(Collected data)
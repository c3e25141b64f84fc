//! Configuration for the riftcoach engine.
//!
//! Maps directly to `riftcoach.toml`. The scoring weights and thresholds here
//! mirror the tuning the live coach shipped with; they are exposed as
//! configuration so deployments can retune without a rebuild, but the
//! defaults are the canonical values.

use serde::{Deserialize, Serialize};

/// Top-level engine configuration, loadable from TOML.
#[derive(Debug, Clone, Default, Serialize, Deserialize)]
pub struct EngineConfig {
    /// Skill-profile blending and trend settings.
    #[serde(default)]
    pub scoring: ScoringConfig,
    /// Session flow-state settings.
    #[serde(default)]
    pub flow: FlowConfig,
    /// Relationship / personality settings.
    #[serde(default)]
    pub relationship: RelationshipConfig,
    /// Persistence / save settings.
    #[serde(default)]
    pub persistence: PersistenceConfig,
}

impl EngineConfig {
    /// Load configuration from a TOML string.
    ///
    /// # Errors
    /// Returns [`crate::CoachError::Config`] if the TOML is invalid.
    pub fn from_toml(toml_str: &str) -> crate::error::Result<Self> {
        toml::from_str(toml_str).map_err(|e| crate::CoachError::Config(e.to_string()))
    }

    /// Load configuration from a TOML file.
    ///
    /// # Errors
    /// Returns an error if the file cannot be read or parsed.
    pub fn from_file(path: &std::path::Path) -> crate::error::Result<Self> {
        let content = std::fs::read_to_string(path)?;
        Self::from_toml(&content)
    }
}

// ---------------------------------------------------------------------------
// Sub-configs
// ---------------------------------------------------------------------------

/// Skill-profile blending and trend configuration.
#[derive(Debug, Clone, Serialize, Deserialize)]
pub struct ScoringConfig {
    /// Weight of the freshly derived sub-scores in the EMA blend.
    /// The stored profile keeps `1 - new_match_weight`.
    #[serde(default = "default_new_match_weight")]
    pub new_match_weight: f64,
    /// Overall-rating delta (in points) that flips the trend to
    /// Improving / Declining.
    #[serde(default = "default_trend_threshold")]
    pub trend_threshold: f64,
}

impl Default for ScoringConfig {
    fn default() -> Self {
        Self {
            new_match_weight: 0.7,
            trend_threshold: 2.0,
        }
    }
}

/// Session flow-state configuration.
#[derive(Debug, Clone, Serialize, Deserialize)]
pub struct FlowConfig {
    /// Flow score at or above which the player counts as "in flow".
    #[serde(default = "default_in_flow_threshold")]
    pub in_flow_threshold: f64,
    /// Decision quality strictly above which the good-decision streak grows.
    #[serde(default = "default_good_decision_threshold")]
    pub good_decision_threshold: f64,
}

impl Default for FlowConfig {
    fn default() -> Self {
        Self {
            in_flow_threshold: 70.0,
            good_decision_threshold: 75.0,
        }
    }
}

/// Relationship / personality configuration.
#[derive(Debug, Clone, Serialize, Deserialize)]
pub struct RelationshipConfig {
    /// Trust gained from an epic-play or clutch moment.
    #[serde(default = "default_trust_bonus")]
    pub trust_bonus: f64,
    /// How many of the most recent moments are inspected for inside-joke
    /// patterns (also the minimum moment count before jokes derive).
    #[serde(default = "default_joke_window")]
    pub joke_window: usize,
    /// Cap on retained shared-experience descriptions.
    #[serde(default = "default_max_shared_experiences")]
    pub max_shared_experiences: usize,
}

impl Default for RelationshipConfig {
    fn default() -> Self {
        Self {
            trust_bonus: 5.0,
            joke_window: 5,
            max_shared_experiences: 50,
        }
    }
}

/// Persistence / save configuration.
#[derive(Debug, Clone, Serialize, Deserialize)]
pub struct PersistenceConfig {
    /// Enable SQLite WAL mode for concurrent reads.
    #[serde(default = "default_true")]
    pub wal_mode: bool,
    /// SQLite busy timeout in milliseconds.
    #[serde(default = "default_busy_timeout_ms")]
    pub busy_timeout_ms: u32,
}

impl Default for PersistenceConfig {
    fn default() -> Self {
        Self {
            wal_mode: true,
            busy_timeout_ms: 5000,
        }
    }
}

// ---------------------------------------------------------------------------
// Serde default helpers
// ---------------------------------------------------------------------------

fn default_new_match_weight() -> f64 {
    0.7
}

fn default_trend_threshold() -> f64 {
    2.0
}

fn default_in_flow_threshold() -> f64 {
    70.0
}

fn default_good_decision_threshold() -> f64 {
    75.0
}

fn default_trust_bonus() -> f64 {
    5.0
}

fn default_joke_window() -> usize {
    5
}

fn default_max_shared_experiences() -> usize {
    50
}

fn default_true() -> bool {
    true
}

fn default_busy_timeout_ms() -> u32 {
    5000
}

#[cfg(test)]
mod tests {
    use super::*;

    #[test]
    fn default_config_matches_shipped_tuning() {
        let config = EngineConfig::default();
        assert!((config.scoring.new_match_weight - 0.7).abs() < f64::EPSILON);
        assert!((config.scoring.trend_threshold - 2.0).abs() < f64::EPSILON);
        assert!((config.flow.in_flow_threshold - 70.0).abs() < f64::EPSILON);
        assert!((config.flow.good_decision_threshold - 75.0).abs() < f64::EPSILON);
        assert!((config.relationship.trust_bonus - 5.0).abs() < f64::EPSILON);
        assert_eq!(config.relationship.joke_window, 5);
        assert!(config.persistence.wal_mode);
    }

    #[test]
    fn empty_toml_gives_defaults() {
        let config = EngineConfig::from_toml("").expect("empty TOML should parse");
        assert!((config.scoring.new_match_weight - 0.7).abs() < f64::EPSILON);
        assert_eq!(config.relationship.joke_window, 5);
    }

    #[test]
    fn partial_toml_overrides_one_section() {
        let toml = r#"
            [flow]
            in_flow_threshold = 80.0
        "#;
        let config = EngineConfig::from_toml(toml).expect("valid TOML");
        assert!((config.flow.in_flow_threshold - 80.0).abs() < f64::EPSILON);
        // Untouched sections keep their defaults.
        assert!((config.flow.good_decision_threshold - 75.0).abs() < f64::EPSILON);
        assert!((config.scoring.new_match_weight - 0.7).abs() < f64::EPSILON);
    }

    #[test]
    fn invalid_toml_is_a_config_error() {
        let result = EngineConfig::from_toml("scoring = 12");
        assert!(matches!(result, Err(crate::CoachError::Config(_))));
    }
}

• **Description of the task**
Find the lines above that contain the word "Session" and collect them.

• **Written solution**
    /// Session flow-state settings.
/// Session flow-state configuration.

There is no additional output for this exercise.